When Capitalism No Longer Needs Workers

When Capitalism No Longer Needs Workers

Artificial Intelligence and the Future of the Global Economy

Anxiety about the future of work has become a defining feature of the modern age. Artificial intelligence sits at the centre of that unease, occupying an uncomfortable space between dystopian fears of total automation and optimistic visions of a technologically enabled utopia. For most people, however, the concern is far more immediate and personal: the possibility that machines will soon perform their jobs faster, cheaper and better than they ever could.

Historically, societies have faced similar moments of uncertainty. Major technological breakthroughs—from the steam engine to electricity, from mechanisation to computers—have repeatedly transformed economies. Each time, jobs were displaced, but new industries eventually emerged. Productivity rose, wealth expanded, and employment shifted rather than vanished. This historical pattern has led many economists and policymakers to argue that artificial intelligence will follow the same trajectory.

Others are far less convinced. Previous waves of automation largely replaced physical labour, freeing humans to focus on cognitive and creative tasks. Artificial intelligence, by contrast, is increasingly capable of replicating precisely those mental skills. If machines can reason, communicate, analyse and create, what unique economic value remains for human workers? This question no longer belongs to the distant future. In several parts of the world, its consequences are already unfolding.
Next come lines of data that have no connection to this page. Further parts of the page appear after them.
//! Database repository for session, attendance and snapshot operations.
//!
//! Uses prepared statements; every engine write goes through here.

use chrono::Utc;
use sqlx::{Row, SqlitePool};

use crate::errors::AppError;
use crate::models::{
    Attendee, CreateSessionRequest, Partition, RecordAttendanceRequest, Session, StoredPartition,
};

/// Database repository for all data operations.
#[derive(Clone)]
pub struct Repository {
    pool: SqlitePool,
}

impl Repository {
    pub fn new(pool: SqlitePool) -> Self {
        Self { pool }
    }

    // ==================== SESSION OPERATIONS ====================

    /// Create a new session, unlocked and hidden.
    pub async fn create_session(&self, request: &CreateSessionRequest) -> Result<Session, AppError> {
        let id = uuid::Uuid::new_v4().to_string();
        let now = Utc::now().to_rfc3339();

        sqlx::query(
            "INSERT INTO sessions (id, title, starts_at, locked, show_teams, partition_json, created_at) VALUES (?, ?, ?, 0, 0, NULL, ?)"
        )
        .bind(&id)
        .bind(&request.title)
        .bind(&request.starts_at)
        .bind(&now)
        .execute(&self.pool)
        .await?;

        Ok(Session {
            id,
            title: request.title.clone(),
            starts_at: request.starts_at.clone(),
            locked: false,
            show_teams: false,
            created_at: now,
        })
    }

    /// Get a session by ID.
    pub async fn get_session(&self, id: &str) -> Result<Option<Session>, AppError> {
        let row = sqlx::query(
            "SELECT id, title, starts_at, locked, show_teams, created_at FROM sessions WHERE id = ?",
        )
        .bind(id)
        .fetch_optional(&self.pool)
        .await?;

        Ok(row.as_ref().map(session_from_row))
    }

    /// Set the visibility flag. Idempotent; does not touch lock state.
    pub async fn set_visibility(&self, id: &str, show: bool) -> Result<(), AppError> {
        let result = sqlx::query("UPDATE sessions SET show_teams = ? WHERE id = ?")
            .bind(show as i32)
            .bind(id)
            .execute(&self.pool)
            .await?;

        if result.rows_affected() == 0 {
            return Err(AppError::NotFound(format!("Session {} not found", id)));
        }
        Ok(())
    }

    // ==================== SNAPSHOT OPERATIONS ====================

    /// Persist a partition and mark the session locked, in one write.
    ///
    /// This is the only operation that sets the lock flag. Re-committing an
    /// already-locked session replaces the snapshot wholesale. Last writer
    /// wins: two admins racing on the same session silently overwrite each
    /// other (accepted single-admin workflow).
    pub async fn commit_partition(
        &self,
        session_id: &str,
        partition: &Partition,
    ) -> Result<(), AppError> {
        let json = serde_json::to_string(partition)
            .map_err(|e| AppError::Internal(format!("Failed to encode partition: {}", e)))?;

        let result = sqlx::query("UPDATE sessions SET partition_json = ?, locked = 1 WHERE id = ?")
            .bind(&json)
            .bind(session_id)
            .execute(&self.pool)
            .await?;

        if result.rows_affected() == 0 {
            return Err(AppError::NotFound(format!(
                "Session {} not found",
                session_id
            )));
        }
        Ok(())
    }

    /// Load the stored partition for a session.
    ///
    /// Undecodable or degenerate snapshots come back as `Malformed` so the
    /// reconciler can heal instead of failing the request.
    pub async fn load_partition(&self, session_id: &str) -> Result<StoredPartition, AppError> {
        let row = sqlx::query("SELECT partition_json FROM sessions WHERE id = ?")
            .bind(session_id)
            .fetch_optional(&self.pool)
            .await?
            .ok_or_else(|| AppError::NotFound(format!("Session {} not found", session_id)))?;

        let json: Option<String> = row.get("partition_json");
        let Some(json) = json else {
            return Ok(StoredPartition::Absent);
        };

        match serde_json::from_str::<Partition>(&json) {
            Ok(partition) if partition.is_well_formed() => Ok(StoredPartition::Locked(partition)),
            Ok(_) => {
                tracing::warn!(session_id, "Stored partition is degenerate");
                Ok(StoredPartition::Malformed)
            }
            Err(e) => {
                tracing::warn!(session_id, "Stored partition failed to decode: {}", e);
                Ok(StoredPartition::Malformed)
            }
        }
    }

    // ==================== ATTENDANCE OPERATIONS ====================

    /// List confirmed ("yes") attendees for a session, in arrival order.
    ///
    /// Arrival order is what makes round-robin placement of late arrivals
    /// deterministic across reads.
    pub async fn list_confirmed_attendees(
        &self,
        session_id: &str,
    ) -> Result<Vec<Attendee>, AppError> {
        let rows = sqlx::query(
            "SELECT id, user_id, display_name, skill FROM attendances WHERE session_id = ? AND status = 'yes' ORDER BY created_at, id"
        )
        .bind(session_id)
        .fetch_all(&self.pool)
        .await?;

        Ok(rows.into_iter().map(|row| attendee_from_row(&row)).collect())
    }

    /// Record an RSVP.
    pub async fn record_attendance(
        &self,
        session_id: &str,
        request: &RecordAttendanceRequest,
    ) -> Result<Attendee, AppError> {
        let id = uuid::Uuid::new_v4().to_string();
        let now = Utc::now().to_rfc3339();

        sqlx::query(
            "INSERT INTO attendances (id, session_id, user_id, display_name, skill, status, created_at, updated_at) VALUES (?, ?, ?, ?, ?, ?, ?, ?)"
        )
        .bind(&id)
        .bind(session_id)
        .bind(&request.user_id)
        .bind(&request.display_name)
        .bind(request.skill)
        .bind(&request.status)
        .bind(&now)
        .bind(&now)
        .execute(&self.pool)
        .await?;

        Ok(Attendee {
            attendance_id: id,
            user_id: request.user_id.clone(),
            display_name: request.display_name.clone(),
            skill: request.skill,
        })
    }

    /// Change an RSVP status (e.g. a withdrawal after teams were locked).
    pub async fn set_attendance_status(&self, id: &str, status: &str) -> Result<(), AppError> {
        let now = Utc::now().to_rfc3339();
        let result = sqlx::query("UPDATE attendances SET status = ?, updated_at = ? WHERE id = ?")
            .bind(status)
            .bind(&now)
            .bind(id)
            .execute(&self.pool)
            .await?;

        if result.rows_affected() == 0 {
            return Err(AppError::NotFound(format!("Attendance {} not found", id)));
        }
        Ok(())
    }
}

// Helper functions for row conversion

fn session_from_row(row: &sqlx::sqlite::SqliteRow) -> Session {
    let locked: i32 = row.get("locked");
    let show_teams: i32 = row.get("show_teams");
    Session {
        id: row.get("id"),
        title: row.get("title"),
        starts_at: row.get("starts_at"),
        locked: locked != 0,
        show_teams: show_teams != 0,
        created_at: row.get("created_at"),
    }
}

fn attendee_from_row(row: &sqlx::sqlite::SqliteRow) -> Attendee {
    Attendee {
        attendance_id: row.get("id"),
        user_id: row.get("user_id"),
        display_name: row.get("display_name"),
        skill: row.get("skill"),
    }
}
//! REST API module.
//!
//! Contains all API routes and handlers following the frontend contract.

mod sessions;
mod teams;

pub use sessions::*;
pub use teams::*;

use axum::{
    http::StatusCode,
    response::{IntoResponse, Response},
    Json,
};
use serde::Serialize;

/// Success response envelope.
#[derive(Debug, Serialize)]
pub struct ApiResponse<T: Serialize> {
    pub success: bool,
    pub data: T,
}

impl<T: Serialize> ApiResponse<T> {
    pub fn new(data: T) -> Self {
        Self {
            success: true,
            data,
        }
    }
}

impl<T: Serialize> IntoResponse for ApiResponse<T> {
    fn into_response(self) -> Response {
        (StatusCode::OK, Json(self)).into_response()
    }
}

/// Response type that can be either success or error.
pub type ApiResult<T> = Result<ApiResponse<T>, crate::errors::AppError>;

/// Create a successful API response.
pub fn success<T: Serialize>(data: T) -> ApiResult<T> {
    Ok(ApiResponse::new(data))
}
//! PSK-based admin authentication module.
//!
//! Implements constant-time comparison to mitigate timing attacks.

use axum::{
    extract::Request,
    http::{header, HeaderMap, StatusCode},
    middleware::Next,
    response::{IntoResponse, Response},
    Json,
};
use subtle::ConstantTimeEq;

use crate::errors::{codes, ErrorDetails, ErrorResponse};

/// Header name for the admin API key.
pub const API_KEY_HEADER: &str = "x-api-key";

/// Extract the presented key from either the API-key header or a bearer token.
fn presented_key(headers: &HeaderMap) -> Option<String> {
    if let Some(key) = headers.get(API_KEY_HEADER).and_then(|v| v.to_str().ok()) {
        return Some(key.to_string());
    }
    headers
        .get(header::AUTHORIZATION)
        .and_then(|v| v.to_str().ok())
        .and_then(|s| s.strip_prefix("Bearer "))
        .map(|s| s.to_string())
}

/// Whether this request carries a valid admin key.
///
/// With no PSK configured (dev mode) every request counts as admin, matching
/// the middleware behavior.
pub fn is_admin(headers: &HeaderMap, expected_psk: Option<&str>) -> bool {
    let Some(expected) = expected_psk else {
        return true;
    };
    match presented_key(headers) {
        Some(key) => constant_time_compare(&key, expected),
        None => false,
    }
}

/// PSK authentication layer for admin routes.
pub async fn psk_auth_layer(
    expected_psk: Option<String>,
    request: Request,
    next: Next,
) -> Response {
    // If no PSK is configured, allow all requests (dev mode)
    let Some(expected) = expected_psk else {
        return next.run(request).await;
    };

    match presented_key(request.headers()) {
        Some(key) if constant_time_compare(&key, &expected) => next.run(request).await,
        Some(_) => unauthorized_response("Invalid API key"),
        None => unauthorized_response("Missing or invalid API key"),
    }
}

/// Perform constant-time string comparison.
fn constant_time_compare(a: &str, b: &str) -> bool {
    let a_bytes = a.as_bytes();
    let b_bytes = b.as_bytes();

    // Constant-time comparison
    a_bytes.ct_eq(b_bytes).into()
}

/// Create an unauthorized response.
fn unauthorized_response(message: &str) -> Response {
    let body = ErrorResponse {
        success: false,
        error: ErrorDetails {
            code: codes::UNAUTHORIZED.to_string(),
            message: message.to_string(),
            details: None,
        },
    };

    (StatusCode::UNAUTHORIZED, Json(body)).into_response()
}

#[cfg(test)]
mod tests {
    use super::*;

    #[test]
    fn test_constant_time_compare_equal() {
        assert!(constant_time_compare("test-key-123", "test-key-123"));
    }

    #[test]
    fn test_constant_time_compare_not_equal() {
        assert!(!constant_time_compare("test-key-123", "test-key-124"));
    }

    #[test]
    fn test_constant_time_compare_different_lengths() {
        assert!(!constant_time_compare("short", "much-longer-key"));
    }

    #[test]
    fn test_constant_time_compare_empty() {
        assert!(constant_time_compare("", ""));
        assert!(!constant_time_compare("", "not-empty"));
    }

    #[test]
    fn test_is_admin_dev_mode() {
        let headers = HeaderMap::new();
        assert!(is_admin(&headers, None));
    }

    #[test]
    fn test_is_admin_header_key() {
        let mut headers = HeaderMap::new();
        headers.insert(API_KEY_HEADER, "secret".parse().unwrap());
        assert!(is_admin(&headers, Some("secret")));
        assert!(!is_admin(&headers, Some("other")));
    }

    #[test]
    fn test_is_admin_bearer_token() {
        let mut headers = HeaderMap::new();
        headers.insert(header::AUTHORIZATION, "Bearer secret".parse().unwrap());
        assert!(is_admin(&headers, Some("secret")));
    }

    #[test]
    fn test_is_admin_missing_key() {
        let headers = HeaderMap::new();
        assert!(!is_admin(&headers, Some("secret")));
    }
}
use serde::{Deserialize, Serialize};

/// Canned starting points for new script documents.
#[derive(Debug, Clone, Copy, PartialEq, Eq, Serialize, Deserialize)]
#[serde(rename_all = "snake_case")]
pub enum ScriptTemplate {
    Basic,
    AppLaunch,
    MultiStep,
    TextInput,
}

impl ScriptTemplate {
    /// The template body, valid JSON with placeholder values.
    pub fn content(&self) -> &'static str {
        match self {
            ScriptTemplate::Basic => {
                r#"{
  "app": "Application name",
  "selector": {
    "type_": "role",
    "value": "button"
  },
  "action": "click"
}"#
            }
            ScriptTemplate::AppLaunch => {
                r#"{
  "steps": [
    {
      "name": "Launch the application",
      "action": "launch_app",
      "app": "Application name",
      "wait": 2000
    },
    {
      "name": "Click an element",
      "action": "click",
      "app": "Application name",
      "selector": {
        "type_": "role",
        "value": "button"
      }
    }
  ]
}"#
            }
            ScriptTemplate::MultiStep => {
                r#"{
  "steps": [
    {
      "name": "First step",
      "action": "click",
      "app": "Application name",
      "selector": {
        "type_": "role",
        "value": "button"
      },
      "wait": 1000
    },
    {
      "name": "Second step",
      "action": "click",
      "app": "Application name",
      "selector": {
        "type_": "role",
        "value": "button"
      }
    }
  ]
}"#
            }
            ScriptTemplate::TextInput => {
                r#"{
  "steps": [
    {
      "name": "Click the input field",
      "action": "click",
      "app": "Application name",
      "selector": {
        "type_": "role",
        "value": "textfield"
      },
      "wait": 500
    },
    {
      "name": "Type the text",
      "action": "input_text",
      "app": "Application name",
      "selector": {
        "type_": "role",
        "value": "textfield"
      },
      "text": "Text to type"
    }
  ]
}"#
            }
        }
    }
}
use chrono::NaiveDateTime;
use serde::Serialize;
use tracing::{debug, info};

use crate::errors::AutomationError;
use crate::template::ScriptTemplate;
use std::path::{Path, PathBuf};

const SCRIPT_PREFIX: &str = "script_";
const SCRIPT_EXTENSION: &str = "json";
const TIMESTAMP_FORMAT: &str = "%Y%m%d_%H%M%S";

/// One persisted script document, identified by its storage path.
#[derive(Debug, Clone, Serialize)]
pub struct ScriptRecord {
    pub display_name: String,
    pub storage_path: PathBuf,
    /// Derived from the timestamp encoded in the filename; immutable once
    /// written and only as precise as the generation clock. `None` for files
    /// that do not follow the generated-name scheme.
    pub created_at: Option<NaiveDateTime>,
}

/// Read-only summary of a script, derived without executing anything.
#[derive(Debug, Clone, Serialize)]
pub struct ScriptPreview {
    pub display_name: String,
    pub storage_path: PathBuf,
    /// App of the first (or only) step. A multi-step script is never assumed
    /// to target a single app beyond this display hint.
    pub target_app: String,
    pub step_count: usize,
    pub is_multi_step: bool,
}

/// Lifecycle operations for script documents, against a single flat
/// directory of JSON text files.
///
/// The store has no locking: two saves within the same wall-clock second may
/// collide on the generated name, and concurrent update/delete on one path
/// is last-write-wins. Both are documented limitations of the flat-file
/// design, not defended against here.
#[derive(Debug, Clone)]
pub struct ScriptRepository {
    dir: PathBuf,
}

impl ScriptRepository {
    pub fn new(dir: impl Into<PathBuf>) -> Self {
        Self { dir: dir.into() }
    }

    pub fn dir(&self) -> &Path {
        &self.dir
    }

    /// All stored scripts, newest first by the timestamp encoded in the
    /// filename (string-descending is sufficient given the fixed-width,
    /// zero-padded encoding).
    pub async fn list(&self) -> Result<Vec<ScriptRecord>, AutomationError> {
        if !self.dir.exists() {
            return Ok(Vec::new());
        }

        let mut entries = tokio::fs::read_dir(&self.dir).await?;
        let mut records = Vec::new();
        while let Some(entry) = entries.next_entry().await? {
            let path = entry.path();
            let is_script = path.is_file()
                && path
                    .extension()
                    .is_some_and(|ext| ext == SCRIPT_EXTENSION);
            if !is_script {
                continue;
            }
            let display_name = entry.file_name().to_string_lossy().to_string();
            records.push(ScriptRecord {
                created_at: parse_created_at(&display_name),
                display_name,
                storage_path: path,
            });
        }

        records.sort_by(|a, b| b.display_name.cmp(&a.display_name));
        debug!(count = records.len(), "listed scripts");
        Ok(records)
    }

    /// Raw file content, no parsing or validation.
    pub async fn load(&self, path: impl AsRef<Path>) -> Result<String, AutomationError> {
        let path = path.as_ref();
        if !path.exists() {
            return Err(AutomationError::ScriptNotFound(path.display().to_string()));
        }
        Ok(tokio::fs::read_to_string(path).await?)
    }

    /// Write `content` under a freshly generated, timestamp-encoded name and
    /// return the new path. Never overwrites an existing script.
    pub async fn save(&self, content: &str) -> Result<PathBuf, AutomationError> {
        tokio::fs::create_dir_all(&self.dir).await?;

        let timestamp = chrono::Local::now().format(TIMESTAMP_FORMAT);
        let path = self
            .dir
            .join(format!("{SCRIPT_PREFIX}{timestamp}.{SCRIPT_EXTENSION}"));
        tokio::fs::write(&path, content).await?;

        info!(path = %path.display(), "saved script");
        Ok(path)
    }

    /// Overwrite an existing script with new content. The target must exist
    /// and the new content must be syntactically valid JSON; otherwise the
    /// stored file is left untouched.
    pub async fn update(
        &self,
        path: impl AsRef<Path>,
        new_content: &str,
    ) -> Result<(), AutomationError> {
        let path = path.as_ref();
        if !path.exists() {
            return Err(AutomationError::ScriptNotFound(path.display().to_string()));
        }

        serde_json::from_str::<serde_json::Value>(new_content)
            .map_err(|e| AutomationError::InvalidScript(format!("not valid JSON: {e}")))?;

        tokio::fs::write(path, new_content).await?;
        info!(path = %path.display(), "updated script");
        Ok(())
    }

    pub async fn delete(&self, path: impl AsRef<Path>) -> Result<(), AutomationError> {
        let path = path.as_ref();
        if !path.exists() {
            return Err(AutomationError::ScriptNotFound(path.display().to_string()));
        }
        tokio::fs::remove_file(path).await?;
        info!(path = %path.display(), "deleted script");
        Ok(())
    }

    /// Lightweight summary of a stored script without executing it.
    ///
    /// Parses loosely on purpose: a document that would fail step validation
    /// still previews, so the host can show it for editing.
    pub async fn preview(&self, path: impl AsRef<Path>) -> Result<ScriptPreview, AutomationError> {
        let path = path.as_ref();
        let content = self.load(path).await?;
        let doc: serde_json::Value = serde_json::from_str(&content)
            .map_err(|e| AutomationError::InvalidScript(format!("not valid JSON: {e}")))?;

        let steps = doc.get("steps").and_then(|s| s.as_array());
        let is_multi_step = steps.is_some();
        let step_count = steps.map_or(1, |s| s.len());
        let target_app = match steps {
            Some(steps) => steps
                .first()
                .and_then(|step| step.get("app"))
                .and_then(|app| app.as_str()),
            None => doc.get("app").and_then(|app| app.as_str()),
        }
        .unwrap_or("unknown")
        .to_string();

        let display_name = path
            .file_name()
            .map(|name| name.to_string_lossy().to_string())
            .unwrap_or_else(|| path.display().to_string());

        Ok(ScriptPreview {
            display_name,
            storage_path: path.to_path_buf(),
            target_app,
            step_count,
            is_multi_step,
        })
    }

    /// Save a fresh script from a template; returns the new path and the
    /// template body for immediate editing.
    pub async fn create_from_template(
        &self,
        template: ScriptTemplate,
    ) -> Result<(PathBuf, String), AutomationError> {
        let content = template.content();
        let path = self.save(content).await?;
        Ok((path, content.to_string()))
    }
}

fn parse_created_at(file_name: &str) -> Option<NaiveDateTime> {
    let stem = file_name
        .strip_prefix(SCRIPT_PREFIX)?
        .strip_suffix(&format!(".{SCRIPT_EXTENSION}"))?;
    NaiveDateTime::parse_from_str(stem, TIMESTAMP_FORMAT).ok()
}
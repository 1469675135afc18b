mod automation_tests;
pub mod support;

// Initialize tracing for tests
pub fn init_tracing() {
    use tracing_subscriber::{fmt, EnvFilter};
    let _ = fmt()
        .with_env_filter(EnvFilter::from_default_env().add_directive(tracing::Level::DEBUG.into()))
        .with_target(true)
        .with_file(true)
        .with_line_number(true)
        .try_init();
}
use tracing::{debug, warn};

use crate::config::AutomationConfig;
use crate::errors::AutomationError;
use crate::platform::{InputTarget, PlatformBackend};
use std::sync::Arc;
use std::time::Duration;

/// Issues synthetic input events given concrete targets.
///
/// No element resolution happens here; callers supply an already-resolved
/// element or a coordinate. Composite gestures that need resolution first
/// (right-click at an element's center) live in the executor.
#[derive(Clone)]
pub struct Actuator {
    backend: Arc<dyn PlatformBackend>,
    double_click_interval: Duration,
}

impl Actuator {
    pub fn new(backend: Arc<dyn PlatformBackend>, config: &AutomationConfig) -> Self {
        Self {
            backend,
            double_click_interval: Duration::from_millis(config.double_click_interval_ms),
        }
    }

    pub fn click(&self, target: &InputTarget) -> Result<(), AutomationError> {
        debug!(?target, "click");
        self.backend.click(target)
    }

    pub fn move_to(&self, x: f64, y: f64) -> Result<(), AutomationError> {
        self.backend.move_pointer(x, y)
    }

    pub fn type_text(&self, text: &str) -> Result<(), AutomationError> {
        debug!(len = text.len(), "typing text");
        self.backend.type_text(text)
    }

    pub fn press_key(&self, key: &str) -> Result<(), AutomationError> {
        debug!(key, "pressing key");
        self.backend.press_key(key)
    }

    /// Double-click is not a native primitive on every platform, so it is
    /// emulated as two sequential clicks with a short inter-click delay.
    /// The substitution is surfaced through the log, never passed off
    /// silently as a native double-click.
    pub async fn double_click(&self, target: &InputTarget) -> Result<(), AutomationError> {
        warn!(
            interval_ms = self.double_click_interval.as_millis() as u64,
            "double_click emulated as two sequential clicks"
        );
        self.backend.click(target)?;
        tokio::time::sleep(self.double_click_interval).await;
        self.backend.click(target)
    }

    /// Hover has no portable synthetic-input primitive; the fallback is a
    /// click, surfaced through the log.
    pub fn hover(&self, target: &InputTarget) -> Result<(), AutomationError> {
        warn!("hover is not a native primitive, falling back to click");
        self.backend.click(target)
    }

    /// Move the pointer to the given coordinate, then issue a
    /// secondary-button click there.
    pub fn right_click_at(&self, x: f64, y: f64) -> Result<(), AutomationError> {
        debug!(x, y, "right-click");
        self.backend.move_pointer(x, y)?;
        self.backend.right_button_click()
    }
}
What makes the current transition particularly significant is not only the scale of potential disruption, but also its uneven distribution. Artificial intelligence is reshaping global capitalism in ways that threaten to widen the gap between rich and poor countries, between highly skilled and routine workers, and between those who own capital and those who rely on wages. To understand what happens when capitalism no longer needs workers in the way it once did, it is necessary to examine where the impacts are being felt first, why they are occurring, and what options remain for adaptation.

The Front Line of Automation in Developing Economies

While debates about artificial intelligence often focus on advanced economies, some of the most immediate risks are concentrated elsewhere. Over the past three decades, many developing countries have built growth strategies around outsourced service work. Nations such as the Philippines and Bangladesh invested heavily in education, language skills and digital infrastructure to attract business process outsourcing. Call centres, data entry, transcription services and basic software support became engines of employment and sources of foreign income.

These industries were long considered relatively safe from automation. They required natural language fluency, contextual understanding and interpersonal skills—qualities that machines struggled to replicate. That assumption no longer holds. Advances in large language models and related technologies have enabled software to perform many of these tasks with remarkable speed and accuracy, often at a fraction of the cost of human labour.

In the Philippines, outsourcing has grown into a multi-billion-pound sector employing more than a million people and contributing a substantial share of national output. Yet estimates suggest that nearly nine out of ten outsourced service roles in the country face a high risk of automation. For a workforce built around precisely the types of tasks artificial intelligence excels at—repetitive, rules-based and text-driven—the threat is existential.

Bangladesh faces a similar challenge, albeit on a smaller scale. Its outsourcing industry has expanded rapidly, employing tens of thousands of workers across hundreds of firms. Much of this work also centres on customer service, transcription and data processing. As artificial intelligence becomes cheaper and more capable, the economic logic that once favoured offshore labour weakens. If the same output can be delivered faster, more consistently and without the costs associated with human employment, companies have little incentive to continue outsourcing.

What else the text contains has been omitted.